▶ Dataset excerpts:
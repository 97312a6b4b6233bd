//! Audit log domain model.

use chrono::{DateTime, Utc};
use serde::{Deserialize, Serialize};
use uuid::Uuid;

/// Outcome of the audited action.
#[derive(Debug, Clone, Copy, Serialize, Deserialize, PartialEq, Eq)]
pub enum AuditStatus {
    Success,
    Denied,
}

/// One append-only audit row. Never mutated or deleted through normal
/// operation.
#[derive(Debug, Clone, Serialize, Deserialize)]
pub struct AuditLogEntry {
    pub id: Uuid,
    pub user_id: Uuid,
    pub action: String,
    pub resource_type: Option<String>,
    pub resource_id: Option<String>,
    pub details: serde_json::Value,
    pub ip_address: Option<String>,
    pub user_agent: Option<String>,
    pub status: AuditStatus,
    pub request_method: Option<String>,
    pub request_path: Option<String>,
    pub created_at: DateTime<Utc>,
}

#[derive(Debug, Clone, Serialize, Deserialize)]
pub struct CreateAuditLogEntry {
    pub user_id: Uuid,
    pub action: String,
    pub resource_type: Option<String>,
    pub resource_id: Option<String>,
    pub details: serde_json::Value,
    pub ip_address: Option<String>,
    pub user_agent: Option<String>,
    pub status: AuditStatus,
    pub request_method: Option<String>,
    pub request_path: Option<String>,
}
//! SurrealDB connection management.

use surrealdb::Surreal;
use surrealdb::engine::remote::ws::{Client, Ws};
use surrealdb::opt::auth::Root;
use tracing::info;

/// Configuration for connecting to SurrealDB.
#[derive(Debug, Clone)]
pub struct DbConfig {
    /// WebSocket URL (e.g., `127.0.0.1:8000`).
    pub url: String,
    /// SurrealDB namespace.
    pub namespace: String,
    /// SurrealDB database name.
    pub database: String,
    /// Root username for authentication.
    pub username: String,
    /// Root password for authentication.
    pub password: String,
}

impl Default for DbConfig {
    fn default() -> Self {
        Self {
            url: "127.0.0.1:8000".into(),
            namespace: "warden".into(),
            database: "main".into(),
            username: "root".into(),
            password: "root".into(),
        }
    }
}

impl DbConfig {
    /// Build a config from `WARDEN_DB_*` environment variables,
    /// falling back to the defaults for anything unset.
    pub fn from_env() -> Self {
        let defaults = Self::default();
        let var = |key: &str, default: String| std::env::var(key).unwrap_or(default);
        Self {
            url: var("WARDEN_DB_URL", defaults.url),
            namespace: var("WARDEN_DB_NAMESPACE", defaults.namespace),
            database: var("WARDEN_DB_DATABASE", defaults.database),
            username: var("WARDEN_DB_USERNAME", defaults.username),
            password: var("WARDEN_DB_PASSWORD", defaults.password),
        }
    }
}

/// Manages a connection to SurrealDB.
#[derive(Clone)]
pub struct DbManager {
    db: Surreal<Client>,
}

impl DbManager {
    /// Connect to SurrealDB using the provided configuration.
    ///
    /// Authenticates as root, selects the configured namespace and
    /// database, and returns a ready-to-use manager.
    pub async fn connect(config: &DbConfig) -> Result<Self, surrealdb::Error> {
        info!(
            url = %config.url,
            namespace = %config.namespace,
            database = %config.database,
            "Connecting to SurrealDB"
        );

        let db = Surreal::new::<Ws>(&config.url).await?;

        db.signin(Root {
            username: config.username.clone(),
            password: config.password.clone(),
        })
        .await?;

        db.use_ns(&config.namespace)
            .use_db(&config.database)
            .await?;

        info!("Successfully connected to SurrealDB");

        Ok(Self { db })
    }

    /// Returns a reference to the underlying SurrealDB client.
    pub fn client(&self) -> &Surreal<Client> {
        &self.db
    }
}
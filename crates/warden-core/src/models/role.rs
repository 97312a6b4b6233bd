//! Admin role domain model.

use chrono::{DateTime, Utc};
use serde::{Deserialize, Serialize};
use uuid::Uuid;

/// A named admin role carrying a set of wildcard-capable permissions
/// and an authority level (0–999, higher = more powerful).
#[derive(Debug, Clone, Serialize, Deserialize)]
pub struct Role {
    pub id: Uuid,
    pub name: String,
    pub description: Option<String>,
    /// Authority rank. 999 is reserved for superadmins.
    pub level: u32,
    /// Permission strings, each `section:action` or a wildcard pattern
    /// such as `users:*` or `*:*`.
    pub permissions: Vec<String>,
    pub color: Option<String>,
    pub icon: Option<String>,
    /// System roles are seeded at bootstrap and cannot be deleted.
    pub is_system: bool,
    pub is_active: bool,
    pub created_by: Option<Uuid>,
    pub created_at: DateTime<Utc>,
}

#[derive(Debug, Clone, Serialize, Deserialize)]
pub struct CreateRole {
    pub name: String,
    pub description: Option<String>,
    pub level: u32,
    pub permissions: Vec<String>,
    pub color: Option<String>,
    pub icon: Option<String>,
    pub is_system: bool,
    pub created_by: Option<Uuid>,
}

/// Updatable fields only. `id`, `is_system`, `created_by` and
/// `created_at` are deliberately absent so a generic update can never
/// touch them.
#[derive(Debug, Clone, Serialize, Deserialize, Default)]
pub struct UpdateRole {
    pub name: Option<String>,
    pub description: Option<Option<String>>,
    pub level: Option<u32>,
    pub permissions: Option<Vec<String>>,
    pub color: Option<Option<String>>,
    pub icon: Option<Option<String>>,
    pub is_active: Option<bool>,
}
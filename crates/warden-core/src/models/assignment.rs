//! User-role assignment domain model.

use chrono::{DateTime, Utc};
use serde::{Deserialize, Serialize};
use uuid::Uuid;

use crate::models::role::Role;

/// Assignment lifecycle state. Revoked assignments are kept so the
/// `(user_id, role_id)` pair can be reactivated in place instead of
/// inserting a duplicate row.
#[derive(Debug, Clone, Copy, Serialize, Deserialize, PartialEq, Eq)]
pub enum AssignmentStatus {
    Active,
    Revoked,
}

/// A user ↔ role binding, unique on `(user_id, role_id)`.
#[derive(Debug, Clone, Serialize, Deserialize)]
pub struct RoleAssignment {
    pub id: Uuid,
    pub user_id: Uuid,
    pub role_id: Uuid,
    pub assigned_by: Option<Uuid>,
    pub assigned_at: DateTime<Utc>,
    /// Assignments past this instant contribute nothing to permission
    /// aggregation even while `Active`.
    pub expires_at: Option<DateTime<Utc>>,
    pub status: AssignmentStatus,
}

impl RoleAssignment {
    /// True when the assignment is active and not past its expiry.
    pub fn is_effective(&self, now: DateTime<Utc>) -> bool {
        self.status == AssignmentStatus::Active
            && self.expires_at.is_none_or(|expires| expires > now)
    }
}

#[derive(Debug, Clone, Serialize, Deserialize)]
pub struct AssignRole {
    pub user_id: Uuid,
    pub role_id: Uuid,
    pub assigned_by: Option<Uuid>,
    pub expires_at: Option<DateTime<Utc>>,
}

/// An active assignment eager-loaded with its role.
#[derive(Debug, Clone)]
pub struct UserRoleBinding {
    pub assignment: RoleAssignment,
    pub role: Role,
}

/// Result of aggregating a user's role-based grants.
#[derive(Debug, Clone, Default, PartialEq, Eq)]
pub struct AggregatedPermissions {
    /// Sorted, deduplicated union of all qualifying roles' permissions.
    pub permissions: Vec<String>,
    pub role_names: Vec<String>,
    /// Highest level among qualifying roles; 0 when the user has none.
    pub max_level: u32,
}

▶ What to produce:
Scan the entries above for the string "AssignmentStatus", and copy every line where it turns up.

▶ Result of this task:
pub enum AssignmentStatus {
    pub status: AssignmentStatus,
        self.status == AssignmentStatus::Active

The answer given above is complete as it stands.